_REQUIRED WORK_. For the word "weights", search the records and show each line in which it occurs.

------ SOURCE DATA ------

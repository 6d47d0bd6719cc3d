//! Integration tests for project snapshots against a real git repository

use super::common::git_fixtures::TestRepo;
use super::common::project::{builder_at, fields};
use babar::{ArchiveCompression, GitCli, ProjectArchiver, ProjectPaths, Settings, VersionControl};
use serde_json::json;
use std::fs::File;
use std::path::Path;
use tempfile::TempDir;

fn zip_names(path: &Path) -> Vec<String> {
    let archive = zip::ZipArchive::new(File::open(path).unwrap()).unwrap();
    let mut names: Vec<String> = archive.file_names().map(str::to_string).collect();
    names.sort();
    names
}

/// Tracked and untracked files are kept, ignored ones are not
#[test]
fn test_snapshot_contents() {
    let repo = TestRepo::new();
    repo.commit_file("a.txt", "tracked", "Add a.txt");
    repo.create_file("b.txt", "untracked");
    repo.create_file("c.txt", "ignored");
    repo.exclude_locally("c.txt");

    let out_dir = TempDir::new().unwrap();
    let out = out_dir.path().join("project_archived.zip");
    let written = ProjectArchiver::new(&GitCli::new())
        .archive(&repo.path, &out)
        .unwrap();

    assert_eq!(written, vec!["a.txt", "b.txt"]);
    assert_eq!(zip_names(&out), vec!["a.txt", "b.txt"]);
}

#[test]
fn test_ignored_directories_are_pruned() {
    let repo = TestRepo::new();
    repo.commit_file("src/model.py", "class Model: ...", "Add model");
    repo.create_file("build/cache/blob.bin", "junk");
    repo.create_file("notes/todo.md", "- tune lr");
    repo.exclude_locally("build");

    let files = ProjectArchiver::new(&GitCli::new())
        .collect(&repo.path)
        .unwrap();
    let root = repo.path.canonicalize().unwrap();
    let mut names: Vec<String> = files
        .iter()
        .map(|p| p.strip_prefix(&root).unwrap().to_string_lossy().replace('\\', "/"))
        .collect();
    names.sort();

    assert_eq!(names, vec!["notes/todo.md", "src/model.py"]);
}

#[test]
fn test_tracked_file_matching_ignore_rule_is_kept() {
    let repo = TestRepo::new();
    repo.commit_file("weights.bin", "0101", "Add weights");
    repo.exclude_locally("*.bin");

    let out_dir = TempDir::new().unwrap();
    let out = out_dir.path().join("snapshot.zip");
    ProjectArchiver::new(&GitCli::new())
        .archive(&repo.path, &out)
        .unwrap();

    assert_eq!(zip_names(&out), vec!["weights.bin"]);
}

#[test]
fn test_deleted_tracked_file_is_skipped() {
    let repo = TestRepo::new();
    repo.commit_file("keep.txt", "keep", "Add keep");
    repo.commit_file("gone.txt", "gone", "Add gone");
    std::fs::remove_file(repo.path.join("gone.txt")).unwrap();

    let out_dir = TempDir::new().unwrap();
    let out = out_dir.path().join("snapshot.zip");
    let written = ProjectArchiver::new(&GitCli::new())
        .archive(&repo.path, &out)
        .unwrap();

    assert_eq!(written, vec!["keep.txt"]);
}

#[test]
fn test_paths_with_spaces() {
    let repo = TestRepo::new();
    repo.commit_file("run notes.txt", "lr sweep", "Add notes");

    let tracked = GitCli::new().tracked_files(&repo.path).unwrap();
    assert_eq!(tracked, vec![Path::new("run notes.txt").to_path_buf()]);
}

#[test]
fn test_git_detection() {
    let repo = TestRepo::new();
    let plain = TempDir::new().unwrap();
    let git = GitCli::new();

    assert!(git.is_repository(&repo.path));
    assert!(!git.is_repository(plain.path()));
}

/// Starting a session inside a git project snapshots it into the session directory
#[test]
fn test_session_start_writes_snapshot() {
    let repo = TestRepo::with_marker();
    repo.commit_file("train.py", "print('hi')", "Add training script");
    repo.create_file("data/params.json", "{}");

    let mut session = builder_at(&repo.path)
        .settings(Settings::default())
        .build()
        .unwrap();
    session.start(fields(json!({"lr": 0.1}))).unwrap();
    let session_id = session.id().unwrap();

    let archive_path = ProjectPaths::new(&repo.path).project_archive_path(session_id);
    assert!(archive_path.is_file());

    let names = zip_names(&archive_path);
    assert_eq!(names, vec![".babar.json", "data/params.json", "train.py"]);
    assert!(!names.iter().any(|n| n.starts_with(".babar/")));
}

#[test]
fn test_session_snapshot_compression() {
    let repo = TestRepo::with_marker();
    repo.commit_file("train.py", "print('hi')\n".repeat(64).as_str(), "Add script");

    let mut session = builder_at(&repo.path)
        .settings(Settings {
            archive_project: true,
            archive_compression: ArchiveCompression::Stored,
        })
        .build()
        .unwrap();
    session.start(fields(json!({}))).unwrap();

    let archive_path = ProjectPaths::new(&repo.path).project_archive_path(session.id().unwrap());
    let mut archive = zip::ZipArchive::new(File::open(archive_path).unwrap()).unwrap();
    let entry = archive.by_name("train.py").unwrap();
    assert_eq!(entry.compression(), zip::CompressionMethod::Stored);
}

#[test]
fn test_session_outside_git_has_no_snapshot() {
    let dir = TempDir::new().unwrap();
    std::fs::write(dir.path().join(babar::util::MARKER_FILENAME), "{}\n").unwrap();

    let mut session = builder_at(dir.path())
        .settings(Settings::default())
        .build()
        .unwrap();
    session.start(fields(json!({}))).unwrap();

    let paths = ProjectPaths::new(dir.path());
    assert!(paths.session_dir(1).is_dir());
    assert!(!paths.project_archive_path(1).exists());
}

------

_EXERCISE SOLUTION_.
    repo.commit_file("weights.bin", "0101", "Add weights");
    assert_eq!(zip_names(&out), vec!["weights.bin"]);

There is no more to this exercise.